To be fair, it was not just opposition within the DPJ that caused the setback. The DPJ's tiny coalition partner in government, the People's New Party, voiced its strong opposition to the granting of negotiating rights. So divisive and threatening is the TPP to the country's agricultural interests that even within the opposition LDP pro- and anti-TPP forces have already mobilized in anticipation for a broad battle across party lines.
The failure of the prime minister to win his own party's approval of authority to proceed with talks on possibly joining the TPP is just one more blow to the government's image.
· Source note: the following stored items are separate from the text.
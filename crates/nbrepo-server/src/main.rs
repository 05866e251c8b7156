//! Entry point for the nbrepo-server binary.

use std::sync::Arc;
use std::time::Duration;

use axum::middleware;
use http::HeaderValue;
use nbrepo_server::{
    config::{ConfigError, LogFormat, ServerConfig},
    events::EventBroadcaster,
    middleware::request_id::{propagate_request_id, request_id_layer},
    routes,
    state::AppState,
};
use nbrepo_store::{Store, StoreConfig};
use tokio::net::TcpListener;
use tokio::signal;
use tower_http::cors::{Any, CorsLayer};
use tower_http::trace::TraceLayer;
use tracing_subscriber::{EnvFilter, layer::SubscriberExt, util::SubscriberInitExt};

#[tokio::main]
async fn main() -> Result<(), Box<dyn std::error::Error>> {
    let config = ServerConfig::from_env()?;

    init_tracing(&config.log_level, config.log_format);

    tracing::info!("Starting nbrepo-server");
    tracing::info!(
        port = config.port,
        log_level = %config.log_level,
        users_path = %config.users_path.display(),
        heartbeat_interval_secs = config.heartbeat_interval.as_secs(),
        liveness_window_secs = config.liveness_window.as_secs(),
        "Configuration loaded"
    );
    if config.allow_dev_identity {
        tracing::warn!("ALLOW_DEV_IDENTITY is on: X-Username is trusted without a token");
    }

    let store = match &config.database_url {
        Some(_) => {
            let store = Store::connect(StoreConfig::from_env()?).await?;
            tracing::info!("Connected to database");
            store
        }
        None => {
            tracing::warn!("DATABASE_URL is not set; using the in-memory store, data is lost on exit");
            Store::in_memory()
        }
    };

    let state = AppState::new(store, config.clone());
    tokio::spawn(sweep_event_channels(Arc::clone(state.broadcaster())));

    let cors = build_cors_layer(&config.cors_allowed_origins)?;

    let app = routes::build_router(state)
        .layer(middleware::from_fn(propagate_request_id))
        .layer(request_id_layer())
        .layer(cors)
        .layer(TraceLayer::new_for_http());

    let addr = config.socket_addr();
    let listener = TcpListener::bind(addr).await?;
    tracing::info!("Listening on {}", addr);

    axum::serve(listener, app)
        .with_graceful_shutdown(shutdown_signal())
        .await?;

    tracing::info!("Server shutdown complete");
    Ok(())
}

const CHANNEL_SWEEP_INTERVAL: Duration = Duration::from_secs(300);

/// Drop event channels whose subscribers have all disconnected.
async fn sweep_event_channels(broadcaster: Arc<EventBroadcaster>) {
    let mut interval = tokio::time::interval(CHANNEL_SWEEP_INTERVAL);
    // The first tick completes immediately.
    interval.tick().await;
    loop {
        interval.tick().await;
        let removed = broadcaster.cleanup_empty_channels().await;
        if removed > 0 {
            tracing::debug!(removed, "Dropped idle event channels");
        }
    }
}

/// Initialize the tracing subscriber.
///
/// `RUST_LOG` wins over the configured level when set.
fn init_tracing(log_level: &str, format: LogFormat) {
    let filter = EnvFilter::try_from_default_env().unwrap_or_else(|_| EnvFilter::new(log_level));

    let registry = tracing_subscriber::registry().with(filter);
    match format {
        LogFormat::Json => registry.with(tracing_subscriber::fmt::layer().json()).init(),
        LogFormat::Text => registry.with(tracing_subscriber::fmt::layer()).init(),
    }
}

/// Build CORS layer from configuration.
fn build_cors_layer(allowed_origins: &str) -> Result<CorsLayer, ConfigError> {
    if allowed_origins.trim() == "*" {
        return Ok(CorsLayer::new()
            .allow_origin(Any)
            .allow_methods(Any)
            .allow_headers(Any));
    }

    let origins = allowed_origins
        .split(',')
        .map(str::trim)
        .filter(|s| !s.is_empty())
        .map(|s| s.parse::<HeaderValue>().map_err(|_| ConfigError::InvalidOrigin(s.to_string())))
        .collect::<Result<Vec<_>, _>>()?;

    Ok(CorsLayer::new()
        .allow_origin(origins)
        .allow_methods(Any)
        .allow_headers(Any))
}

/// Wait for shutdown signal (Ctrl+C or SIGTERM).
async fn shutdown_signal() {
    let ctrl_c = async {
        if let Err(e) = signal::ctrl_c().await {
            tracing::error!(error = %e, "Failed to listen for Ctrl+C");
            std::future::pending::<()>().await;
        }
    };

    #[cfg(unix)]
    let terminate = async {
        match signal::unix::signal(signal::unix::SignalKind::terminate()) {
            Ok(mut sigterm) => {
                sigterm.recv().await;
            }
            Err(e) => {
                tracing::error!(error = %e, "Failed to install SIGTERM handler");
                std::future::pending::<()>().await;
            }
        }
    };

    #[cfg(not(unix))]
    let terminate = std::future::pending::<()>();

    tokio::select! {
        _ = ctrl_c => {
            tracing::info!("Received Ctrl+C, starting graceful shutdown");
        }
        _ = terminate => {
            tracing::info!("Received SIGTERM, starting graceful shutdown");
        }
    }
}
Already struggling with the chronic twin problems of its handling of the Chinese ship captain's arrest and its inability to corral Ozawa Ichiro into appearing in the Diet in some fashion to answer questions about the finances of his political funding organizations -- an image of weakness compounded by the government's inability to disuade (what means did it have?) Russian president Dmitry Medvedev visiting the disputed island of Kunashiri -- the government was scrambling for some kind of win to rescue from its poor polling numbers -- which according to the Sankei Shimbun are at 36% support, lower now than they have ever been.
For the government to knocked off its feet by DPJ's own farm lobby, however, is just too pathetic.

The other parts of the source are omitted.